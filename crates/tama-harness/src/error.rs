use thiserror::Error;

use crate::cpu::CoreError;
use crate::snapshot::SnapshotError;

/// Session-level failures surfaced to the host.
#[derive(Debug, Clone, PartialEq, Eq, Error)]
pub enum HarnessError {
    /// The CPU core refused to start.
    #[error("cpu core failed to start")]
    Core(#[from] CoreError),
    /// The final snapshot could not be written.
    #[error("snapshot could not be persisted")]
    Snapshot(#[from] SnapshotError),
    /// The session was driven out of order.
    #[error("session is {actual:?}, expected {expected:?}")]
    Lifecycle {
        /// Phase the operation requires.
        expected: SessionPhase,
        /// Phase the session is in.
        actual: SessionPhase,
    },
}

/// Lifecycle phase of a [`Session`](crate::Session).
#[derive(Debug, Clone, Copy, PartialEq, Eq, Hash)]
pub enum SessionPhase {
    /// Built but not started.
    Created,
    /// Core initialized; tickers armed.
    Running,
    /// Snapshot written and core released.
    Stopped,
}

#[cfg(test)]
mod tests {
    use std::error::Error as _;

    use super::{HarnessError, SessionPhase};
    use crate::cpu::CoreError;
    use crate::snapshot::SnapshotError;
    use crate::store::StoreError;

    #[test]
    fn wrapped_errors_keep_their_source() {
        let error = HarnessError::from(CoreError::InvalidRom("empty".to_owned()));
        assert_eq!(error.to_string(), "cpu core failed to start");
        assert_eq!(
            error.source().map(ToString::to_string),
            Some("rom image rejected: empty".to_owned())
        );

        let error = HarnessError::from(SnapshotError::from(StoreError::Missing(3)));
        assert!(error.source().is_some());
    }

    #[test]
    fn lifecycle_error_names_both_phases() {
        let error = HarnessError::Lifecycle {
            expected: SessionPhase::Running,
            actual: SessionPhase::Stopped,
        };
        assert_eq!(error.to_string(), "session is Stopped, expected Running");
    }
}
//! Snapshot codec integration coverage over the in-memory store.

use log as _;
use proptest::prelude::*;
use rstest::rstest;
#[cfg(feature = "serde")]
use serde as _;
use tama_harness::{
    restore_state, save_state, DurableStore, InterruptSlot, MachineState, MemoryStore,
    RestoreOutcome, SnapshotError, StoreError, StoredValue, DISPLAY1_START, INT_SLOT_NUM,
    IO_BLOCK_START, MEMORY_BLOCK_CELLS, RAM_BLOCK_COUNT, SNAPSHOT_KEY_COUNT, VERSION_KEY,
};
use thiserror as _;

const PERSISTED_CELLS: usize = (RAM_BLOCK_COUNT + 1) * MEMORY_BLOCK_CELLS;

fn persisted_addr(index: usize) -> u16 {
    let ram_cells = RAM_BLOCK_COUNT * MEMORY_BLOCK_CELLS;
    let addr = if index < ram_cells {
        index
    } else {
        IO_BLOCK_START + (index - ram_cells)
    };
    u16::try_from(addr).expect("persisted address fits in u16")
}

#[derive(Debug, Clone)]
struct Scalars {
    pc: u16,
    x: u16,
    y: u16,
    nibbles: [u8; 4],
    counters: [u32; 4],
    prog_timer: (bool, u8, u8),
}

fn scalars() -> impl Strategy<Value = Scalars> {
    (
        any::<u16>(),
        any::<u16>(),
        any::<u16>(),
        any::<[u8; 4]>(),
        any::<[u32; 4]>(),
        (any::<bool>(), any::<u8>(), any::<u8>()),
    )
        .prop_map(|(pc, x, y, nibbles, counters, prog_timer)| Scalars {
            pc,
            x,
            y,
            nibbles,
            counters,
            prog_timer,
        })
}

fn build_state(
    scalars: &Scalars,
    sp: u8,
    slots: &[(u8, u8, bool)],
    cells: &[u8],
) -> MachineState {
    let mut state = MachineState::default();
    state.set_pc(scalars.pc);
    state.set_x(scalars.x);
    state.set_y(scalars.y);
    state.set_a(scalars.nibbles[0]);
    state.set_b(scalars.nibbles[1]);
    state.set_np(scalars.nibbles[2]);
    state.set_flags(scalars.nibbles[3]);
    state.set_sp(sp);
    state.set_tick_counter(scalars.counters[0]);
    state.set_clk_timer_timestamp(scalars.counters[1]);
    state.set_prog_timer_timestamp(scalars.counters[2]);
    state.set_call_depth(scalars.counters[3]);
    state.set_prog_timer_enabled(scalars.prog_timer.0);
    state.set_prog_timer_data(scalars.prog_timer.1);
    state.set_prog_timer_rld(scalars.prog_timer.2);

    for (slot, &(factor, mask, triggered)) in state.interrupts_mut().iter_mut().zip(slots) {
        *slot = InterruptSlot::new(factor, mask, triggered);
    }
    for (index, &cell) in cells.iter().enumerate() {
        state.write_cell(persisted_addr(index), cell);
    }
    state
}

proptest! {
    #[test]
    fn property_save_then_restore_reproduces_persisted_state(
        scalars in scalars(),
        sp in any::<u8>(),
        slots in proptest::collection::vec(any::<(u8, u8, bool)>(), INT_SLOT_NUM),
        cells in proptest::collection::vec(0_u8..16, PERSISTED_CELLS),
    ) {
        let original = build_state(&scalars, sp, &slots, &cells);
        let mut store = MemoryStore::new();
        save_state(&original, &mut store).expect("save");

        let mut restored = MachineState::default();
        prop_assert_eq!(restore_state(&mut restored, &store), Ok(RestoreOutcome::Restored));
        prop_assert_eq!(restored, original);
    }

    #[test]
    fn property_single_cell_change_touches_only_its_block(
        index in 0..PERSISTED_CELLS,
        value in 1_u8..16,
    ) {
        let mut before = MemoryStore::new();
        save_state(&MachineState::default(), &mut before).expect("save");

        let mut state = MachineState::default();
        state.write_cell(persisted_addr(index), value);
        let mut after = MemoryStore::new();
        save_state(&state, &mut after).expect("save");

        let block_count = u32::try_from(RAM_BLOCK_COUNT + 1).expect("block count fits");
        let block_index = u32::try_from(index / MEMORY_BLOCK_CELLS).expect("block index fits");
        let changed_key = SNAPSHOT_KEY_COUNT - block_count + block_index;
        for key in 0..SNAPSHOT_KEY_COUNT {
            if key == changed_key {
                prop_assert_ne!(before.get(key), after.get(key));
            } else {
                prop_assert_eq!(before.get(key), after.get(key));
            }
        }
    }
}

#[test]
fn restore_from_empty_store_is_idempotent_cold_start() {
    let store = MemoryStore::new();
    let mut state = MachineState::default();
    state.set_pc(0x0777);
    let untouched = state.clone();

    for _ in 0..2 {
        assert_eq!(restore_state(&mut state, &store), Ok(RestoreOutcome::ColdStart));
        assert_eq!(state, untouched);
    }
}

#[rstest]
#[case(1)]
#[case(2)]
#[case(u32::MAX)]
fn foreign_version_leaves_state_untouched(#[case] version: u32) {
    let mut store = MemoryStore::new();
    save_state(&MachineState::default(), &mut store).expect("save");
    store.write_int(VERSION_KEY, version).expect("overwrite version");

    let mut state = MachineState::default();
    state.set_x(0x0ABC);
    let untouched = state.clone();

    assert_eq!(
        restore_state(&mut state, &store),
        Ok(RestoreOutcome::VersionMismatch { found: version })
    );
    assert_eq!(state, untouched);
}

#[test]
fn saving_twice_is_stable() {
    let mut state = MachineState::default();
    state.set_tick_counter(0xDEAD_BEEF);
    state.write_cell(0x10, 0x9);

    let mut first = MemoryStore::new();
    save_state(&state, &mut first).expect("save");
    let mut second = first.clone();
    save_state(&state, &mut second).expect("save");

    assert_eq!(first, second);
    assert_eq!(second.len(), usize::try_from(SNAPSHOT_KEY_COUNT).expect("key count fits"));
}

#[test]
fn display_memory_is_not_persisted() {
    let mut state = MachineState::default();
    state.write_cell(DISPLAY1_START, 0xF);

    let mut store = MemoryStore::new();
    save_state(&state, &mut store).expect("save");

    let mut restored = MachineState::default();
    restore_state(&mut restored, &store).expect("restore");
    assert_eq!(restored.read_cell(DISPLAY1_START), 0);
}

#[test]
fn wrong_entry_kind_aborts_restore() {
    let mut store = MemoryStore::new();
    save_state(&MachineState::default(), &mut store).expect("save");
    store.write_block(3, &[1, 2]).expect("clobber scalar");

    let mut state = MachineState::default();
    assert!(matches!(
        restore_state(&mut state, &store),
        Err(SnapshotError::Store(StoreError::KindMismatch { key: 3, .. }))
    ));
}

#[test]
fn out_of_range_stored_values_are_masked_on_restore() {
    let mut store = MemoryStore::new();
    save_state(&MachineState::default(), &mut store).expect("save");
    store.write_int(1, u32::MAX).expect("pc");
    store.write_int(4, u32::MAX).expect("a");
    store.write_block(34, &[0xFF; MEMORY_BLOCK_CELLS]).expect("ram block");

    let mut state = MachineState::default();
    restore_state(&mut state, &store).expect("restore");

    assert_eq!(state.pc(), 0x1FFF);
    assert_eq!(state.a(), 0xF);
    assert_eq!(state.read_cell(0), 0xF);
    assert!(matches!(store.get(34), Some(StoredValue::Block(_))));
}
//! Contract for the CPU core collaborator driven by the harness.

use thiserror::Error;

use crate::hal::Hal;
use crate::state::MachineState;

/// Clock rate of the original hardware, in Hz.
pub const DEFAULT_CLOCK_RATE_HZ: u32 = 1_000_000;

/// The three logical buttons on the device.
#[derive(Debug, Clone, Copy, PartialEq, Eq, Hash)]
#[cfg_attr(feature = "serde", derive(serde::Deserialize, serde::Serialize))]
#[allow(missing_docs)]
pub enum Button {
    Left,
    Middle,
    Right,
}

/// Electrical state of a button.
#[derive(Debug, Clone, Copy, PartialEq, Eq, Hash)]
#[cfg_attr(feature = "serde", derive(serde::Deserialize, serde::Serialize))]
#[allow(missing_docs)]
pub enum ButtonState {
    Released,
    Pressed,
}

/// Failures a CPU core can report while initializing.
#[derive(Debug, Clone, PartialEq, Eq, Error)]
pub enum CoreError {
    /// The ROM image could not be used.
    #[error("rom image rejected: {0}")]
    InvalidRom(String),
    /// The core could not allocate its working state.
    #[error("core initialization failed: {0}")]
    Init(String),
}

/// Instruction-execution engine of the emulated CPU.
///
/// The harness treats the core as opaque: it initializes it, hands it the HAL
/// once per step, forwards button changes, and reads or rewrites its
/// [`MachineState`] around snapshots.
pub trait CpuCore {
    /// Loads `rom` (12-bit instruction words), optionally seeds the machine
    /// state, and sets the emulated clock rate.
    ///
    /// # Errors
    ///
    /// Returns [`CoreError`] when the core cannot start from the given image.
    fn init(
        &mut self,
        rom: &[u16],
        state: Option<&MachineState>,
        clock_rate_hz: u32,
    ) -> Result<(), CoreError>;

    /// Executes one unit of emulated work, calling back into `hal` as needed.
    ///
    /// A step always runs to completion.
    fn step(&mut self, hal: &mut dyn Hal);

    /// Current architectural state.
    fn state(&self) -> &MachineState;

    /// Mutable architectural state, used when restoring a snapshot.
    fn state_mut(&mut self) -> &mut MachineState;

    /// Updates the level of one input pin.
    fn set_button(&mut self, button: Button, state: ButtonState);

    /// Frees everything acquired in [`CpuCore::init`].
    fn release(&mut self);
}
※
- What to work on -
Reproduce every line from the listing above that holds the word "after".

- Answer area -
        let mut after = MemoryStore::new();
        save_state(&state, &mut after).expect("save");
                prop_assert_ne!(before.get(key), after.get(key));
                prop_assert_eq!(before.get(key), after.get(key));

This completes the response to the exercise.